Wave 5 Step 16 — final wave step. Threads humanizer-aware rendering
rules through the three agent prompts that produce user-facing output,
and adds a shape test that locks the structure.

- agents/analyzer-agent.md: documents the humanizer envelope shape
  (userImpactCategory, userActionLanguage, relevanceContext) in the
  Input section; new "Humanizer-aware rendering rules" subsection
  instructs the agent to: render humanized title/description/
  recommendation verbatim, group findings by userImpactCategory, lead
  each line with userActionLanguage, surface relevanceContext when
  not affects-everyone, and skip jargon-translation subroutines.
  --raw fallback documented (v5.0.0 verbatim severity prefiks).
- agents/planner-agent.md: documents the same vocabulary; instructs
  the planner to consume humanized fields from the analysis report,
  preserve titles verbatim, and order actions by both dependencies
  AND userActionLanguage urgency. Translation duties explicitly
  removed from the plan.
- agents/feature-gap-agent.md: replaces the inline t1/t2/t3/t4
  tier-to-prose section ladder with userActionLanguage-driven
  groupings ("Fix soon" → High Impact, "Fix when convenient" →
  Worth Considering, "Optional cleanup"/"FYI" → Explore When Ready);
  instructs skipping findings whose relevanceContext is
  test-fixture-no-impact; --raw fallback documented.

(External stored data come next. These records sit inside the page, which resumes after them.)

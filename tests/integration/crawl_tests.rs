//! Integration tests for the crawl loop
//!
//! These tests use wiremock to create mock HTTP servers and test
//! the full crawl cycle end-to-end.

use crate::common::{docs_page, mount_page, recording_coordinator, site_config};
use std::collections::HashSet;
use std::fs;
use std::sync::atomic::AtomicBool;
use std::sync::Arc;
use sumi_scroll::crawler::{link_priority, run_crawl, CrawlPhase, FetchedPage};
use sumi_scroll::RecoveryManager;
use tempfile::TempDir;
use url::Url;
use wiremock::matchers::{method, path};
use wiremock::{Mock, MockServer, ResponseTemplate};

#[tokio::test]
async fn test_docs_site_scenario() {
    let server = MockServer::start().await;
    let base = server.uri();
    let dir = TempDir::new().unwrap();
    let config = site_config(&server, dir.path());

    mount_page(
        &server,
        "/docs/",
        docs_page(
            "Docs",
            &[("/docs/intro", "Getting Started"), ("/docs/ref#anchor", "Reference")],
        ),
        1,
    )
    .await;
    mount_page(
        &server,
        "/docs/intro",
        docs_page("Intro", &[("/docs/", "Home"), ("/docs/intro", "Getting Started")]),
        1,
    )
    .await;
    Mock::given(method("GET"))
        .and(path("/docs/ref"))
        .respond_with(ResponseTemplate::new(200))
        .expect(0)
        .mount(&server)
        .await;

    // The intro link ranks ahead of a sibling without keywords
    let mut coordinator = recording_coordinator(&config);
    let root_page = FetchedPage {
        url: format!("{}/docs/", base),
        html: docs_page(
            "Docs",
            &[
                ("/docs/intro", "Getting Started"),
                ("/docs/ref#anchor", "Reference"),
                ("/docs/sibling", "Sibling"),
            ],
        ),
    };
    let links = coordinator.admissible_links(&root_page);
    let urls: Vec<&str> = links.iter().map(|(u, _)| u.as_str()).collect();
    assert_eq!(
        urls,
        vec![
            format!("{}/docs/intro", base).as_str(),
            format!("{}/docs/sibling", base).as_str()
        ]
    );
    assert!(links[0].1 < links[1].1);

    // Crawl both pages
    let report = coordinator.run().await.unwrap();
    assert_eq!(coordinator.phase(), CrawlPhase::Drained);
    assert_eq!(report.stats.fetched, 2);
    assert_eq!(report.stats.converted, 2);
    assert_eq!(report.stats.failed, 0);
    assert_eq!(
        report.crawled,
        vec![format!("{}/docs/", base), format!("{}/docs/intro", base)]
    );

    // Save, reload and resume: nothing is fetched again
    let mut manager = RecoveryManager::new(&config);
    manager
        .save(&config.target.start_url, coordinator.state(), &[], true)
        .unwrap();
    let snapshot = manager.load().unwrap();
    assert_eq!(snapshot.processed_count, 2);

    let mut resumed = recording_coordinator(&config);
    resumed.restore(&snapshot);
    let report = resumed.run().await.unwrap();

    assert!(resumed.converter().seen.is_empty());
    assert_eq!(report.stats.fetched, 2);
    assert_eq!(report.stats.failed, 0);
}

#[tokio::test]
async fn test_no_page_is_converted_twice() {
    let server = MockServer::start().await;
    let dir = TempDir::new().unwrap();
    let mut config = site_config(&server, dir.path());
    config.crawl.exclude_patterns.clear();

    mount_page(
        &server,
        "/docs/",
        docs_page(
            "Docs",
            &[
                ("/docs/a", "A"),
                ("/docs/a/", "A again"),
                ("/docs/a#top", "A top"),
                ("/docs/a?ref=nav", "A tracked"),
                ("/docs/b", "B"),
            ],
        ),
        1,
    )
    .await;
    mount_page(
        &server,
        "/docs/a",
        docs_page("A", &[("/docs/", "Home"), ("/docs/b", "B"), ("/docs/a/", "Self")]),
        1,
    )
    .await;
    mount_page(
        &server,
        "/docs/b",
        docs_page("B", &[("/docs/a", "A"), ("/docs", "Home")]),
        1,
    )
    .await;

    let mut coordinator = recording_coordinator(&config);
    let report = coordinator.run().await.unwrap();

    let identities = coordinator.converter().seen_identities();
    let unique: HashSet<&String> = identities.iter().collect();
    assert_eq!(identities.len(), unique.len());
    assert_eq!(identities.len(), 3);
    assert_eq!(report.stats.fetched, 3);
    assert_eq!(coordinator.state().visited_count(), 3);
}

#[tokio::test]
async fn test_foreign_and_excluded_links_are_not_followed() {
    let server = MockServer::start().await;
    let dir = TempDir::new().unwrap();
    let mut config = site_config(&server, dir.path());
    config.crawl.exclude_patterns = vec![
        ".*#.*".to_string(),
        r".*/search\.html".to_string(),
        "(broken".to_string(),
    ];

    mount_page(
        &server,
        "/docs/",
        docs_page(
            "Docs",
            &[
                ("https://elsewhere.test/docs/a", "Elsewhere"),
                ("/docs/search.html", "Search"),
                ("/docs/page#frag", "Fragment"),
                ("/docs/kept", "Kept"),
            ],
        ),
        1,
    )
    .await;
    mount_page(&server, "/docs/kept", docs_page("Kept", &[]), 1).await;
    Mock::given(method("GET"))
        .and(path("/docs/search.html"))
        .respond_with(ResponseTemplate::new(200))
        .expect(0)
        .mount(&server)
        .await;

    let mut coordinator = recording_coordinator(&config);
    let report = coordinator.run().await.unwrap();

    assert_eq!(report.stats.fetched, 2);
    assert_eq!(coordinator.converter().seen.len(), 2);
}

#[tokio::test]
async fn test_transient_errors_are_retried() {
    let server = MockServer::start().await;
    let dir = TempDir::new().unwrap();
    let config = site_config(&server, dir.path());

    Mock::given(method("GET"))
        .and(path("/docs/"))
        .respond_with(ResponseTemplate::new(503))
        .up_to_n_times(2)
        .expect(2)
        .mount(&server)
        .await;
    mount_page(&server, "/docs/", docs_page("Docs", &[]), 1).await;

    let mut coordinator = recording_coordinator(&config);
    let report = coordinator.run().await.unwrap();

    assert_eq!(report.stats.fetched, 1);
    assert_eq!(report.stats.failed, 0);
    assert_eq!(
        coordinator.state().failure_count(&config.target.start_url),
        2
    );
}

#[tokio::test]
async fn test_terminal_status_is_not_retried() {
    let server = MockServer::start().await;
    let dir = TempDir::new().unwrap();
    let config = site_config(&server, dir.path());

    mount_page(
        &server,
        "/docs/",
        docs_page("Docs", &[("/docs/missing", "Missing")]),
        1,
    )
    .await;
    Mock::given(method("GET"))
        .and(path("/docs/missing"))
        .respond_with(ResponseTemplate::new(404))
        .expect(1)
        .mount(&server)
        .await;

    let mut coordinator = recording_coordinator(&config);
    let report = coordinator.run().await.unwrap();

    let missing = format!("{}/docs/missing", server.uri());
    assert_eq!(report.stats.fetched, 1);
    assert_eq!(report.stats.failed, 1);
    assert_eq!(coordinator.state().failure_count(&missing), 1);
    assert!(!coordinator.state().is_visited(&missing));
}

#[tokio::test]
async fn test_retries_stop_at_attempt_budget() {
    let server = MockServer::start().await;
    let dir = TempDir::new().unwrap();
    let mut config = site_config(&server, dir.path());
    config.retry.max_retries = 2;
    config.retry.skip_after_failures = 10;

    Mock::given(method("GET"))
        .and(path("/docs/"))
        .respond_with(ResponseTemplate::new(500))
        .expect(3)
        .mount(&server)
        .await;

    let mut coordinator = recording_coordinator(&config);
    let report = coordinator.run().await.unwrap();

    assert_eq!(report.stats.failed, 1);
    assert_eq!(report.stats.fetched, 0);
    assert!(report.auto_skipped.is_empty());
    assert_eq!(
        coordinator.state().failure_count(&config.target.start_url),
        3
    );
}

#[tokio::test]
async fn test_run_crawl_writes_markdown_and_cleans_up() {
    let server = MockServer::start().await;
    let dir = TempDir::new().unwrap();
    let config = site_config(&server, dir.path());

    mount_page(
        &server,
        "/docs/",
        docs_page("Docs", &[("/docs/guide/setup.html", "Setup")]),
        1,
    )
    .await;
    mount_page(&server, "/docs/guide/setup.html", docs_page("Setup", &[]), 1).await;

    let report = run_crawl(&config, None, Arc::new(AtomicBool::new(false)))
        .await
        .unwrap();

    assert_eq!(report.stats.converted, 2);

    let output = dir.path().join("output");
    let root = fs::read_to_string(output.join("docs.md")).unwrap();
    assert!(root.contains("Content of Docs."));
    let setup = fs::read_to_string(output.join("docs/guide/setup.md")).unwrap();
    assert!(setup.contains("Content of Setup."));

    assert!(!RecoveryManager::new(&config).path().exists());
}

#[tokio::test]
async fn test_conversion_failure_does_not_stop_crawl() {
    let server = MockServer::start().await;
    let dir = TempDir::new().unwrap();
    let mut config = site_config(&server, dir.path());
    config.extractor.content_selector = "article".to_string();

    mount_page(
        &server,
        "/docs/",
        docs_page("Docs", &[("/docs/next", "Next")]),
        1,
    )
    .await;
    mount_page(
        &server,
        "/docs/next",
        r#"<html><body><article><p>Only this one has an article.</p></article></body></html>"#
            .to_string(),
        1,
    )
    .await;

    let report = run_crawl(&config, None, Arc::new(AtomicBool::new(false)))
        .await
        .unwrap();

    assert_eq!(report.stats.fetched, 2);
    assert_eq!(report.stats.converted, 1);
    assert_eq!(report.stats.convert_failed, 1);
}

#[test]
fn test_keyword_priorities_on_real_paths() {
    let intro = Url::parse("http://127.0.0.1:8080/docs/intro").unwrap();
    let changelog = Url::parse("http://127.0.0.1:8080/docs/changelog").unwrap();

    assert!(link_priority(&intro, "Quickstart") < link_priority(&changelog, "Changelog"));
}
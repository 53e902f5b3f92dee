//! Sumi-Scroll: a docs-site to Markdown crawler
//!
//! This crate crawls a single documentation site through its navigation links,
//! hands every fetched page to a content converter that writes Markdown, and
//! checkpoints its progress so an interrupted crawl can be resumed.

pub mod config;
pub mod crawler;
pub mod output;
pub mod recovery;
pub mod state;
pub mod url;

use thiserror::Error;

/// Main error type for Sumi-Scroll operations
#[derive(Debug, Error)]
pub enum ScrollError {
    #[error("Configuration error: {0}")]
    Config(#[from] ConfigError),

    #[error("HTTP client error: {0}")]
    Http(#[from] reqwest::Error),

    #[error("Invalid selector '{selector}': {message}")]
    Selector { selector: String, message: String },

    #[error("Output error: {0}")]
    Output(#[from] output::OutputError),

    #[error("Crawl interrupted after {processed} processed pages")]
    Interrupted { processed: u64 },
}

/// Configuration-specific errors
#[derive(Debug, Error)]
pub enum ConfigError {
    #[error("Failed to read config file: {0}")]
    Io(#[from] std::io::Error),

    #[error("Failed to parse TOML: {0}")]
    Parse(#[from] toml::de::Error),

    #[error("Validation error: {0}")]
    Validation(String),

    #[error("Invalid URL in config: {0}")]
    InvalidUrl(String),

    #[error("Invalid selector in config: {0}")]
    InvalidSelector(String),
}

/// Result type alias for Sumi-Scroll operations
pub type Result<T> = std::result::Result<T, ScrollError>;

/// Result type alias for configuration operations
pub type ConfigResult<T> = std::result::Result<T, ConfigError>;

// Re-export commonly used types
pub use config::Config;
pub use crawler::{CancelFlag, Coordinator, CrawlReport};
pub use recovery::{RecoveryManager, RecoveryState, Resume};
pub use url::normalize;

tests/agents/agent-prompt-shape.test.mjs (new, +6 tests, 786 → 792):
  - structural: humanized field reference + frontmatter preserved
  - per-agent anchors: analyzer groups by userImpactCategory; planner
    orders by userActionLanguage; feature-gap references
    test-fixture-no-impact
  - global: no "explain what {jargon} means" / "translate jargon" /
    "jargon-translation duty" prose anywhere

Self-audit: Grade A unchanged (config 97/100, plugin 100/100).
This commit is contained in:
Kjell Tore Guttormsen 2026-05-01 19:53:59 +02:00
commit ec4ac3e6d1
4 changed files with 136 additions and 27 deletions

View file

@ -19,10 +19,17 @@ You receive posture assessment data (JSON) containing:
- `areas` — per-scanner grades (10 quality areas incl. Token Efficiency, Plugin Hygiene, + Feature Coverage)
- `overallGrade` — health grade (quality areas only)
- `opportunityCount` — number of unused features detected
- `scannerEnvelope` — full scanner results including GAP findings
- `scannerEnvelope` — full scanner results. In default mode each GAP finding carries humanizer fields: `userImpactCategory` ("Missed opportunity"), `userActionLanguage` ("Fix soon", "Fix when convenient", "Optional cleanup", "FYI"), and `relevanceContext`. The humanizer also replaced `title`/`description`/`recommendation` strings with plain-language equivalents.
You also receive project context: language, file count, existing configuration.
## Humanizer-aware rendering rules
- **Render the humanizer's `title`/`description`/`recommendation` verbatim.** Do not paraphrase. The humanizer owns the plain-language vocabulary.
- **Drive prioritization with `userActionLanguage`, not raw category tiers.** "Fix soon" → "Fix when convenient" → "Optional cleanup" → "FYI" replaces the t1/t2/t3/t4 tier ladder for output ordering.
- **Skip findings with `relevanceContext === "test-fixture-no-impact"`** unless the user explicitly asked to include fixtures.
- **Do not include "explain what X means" subroutines.** The category labels ("Missed opportunity") are pre-translated.
## Knowledge Files
Read **at most 3** of these files from the plugin's `knowledge/` directory:
@ -36,6 +43,8 @@ Write `feature-gap-report.md` to the session directory. Max 200 lines.
### Report Structure
Group findings by `userActionLanguage` rather than by raw category tier. Render the humanizer's `title` and `recommendation` verbatim — the humanizer has already produced plain-language equivalents.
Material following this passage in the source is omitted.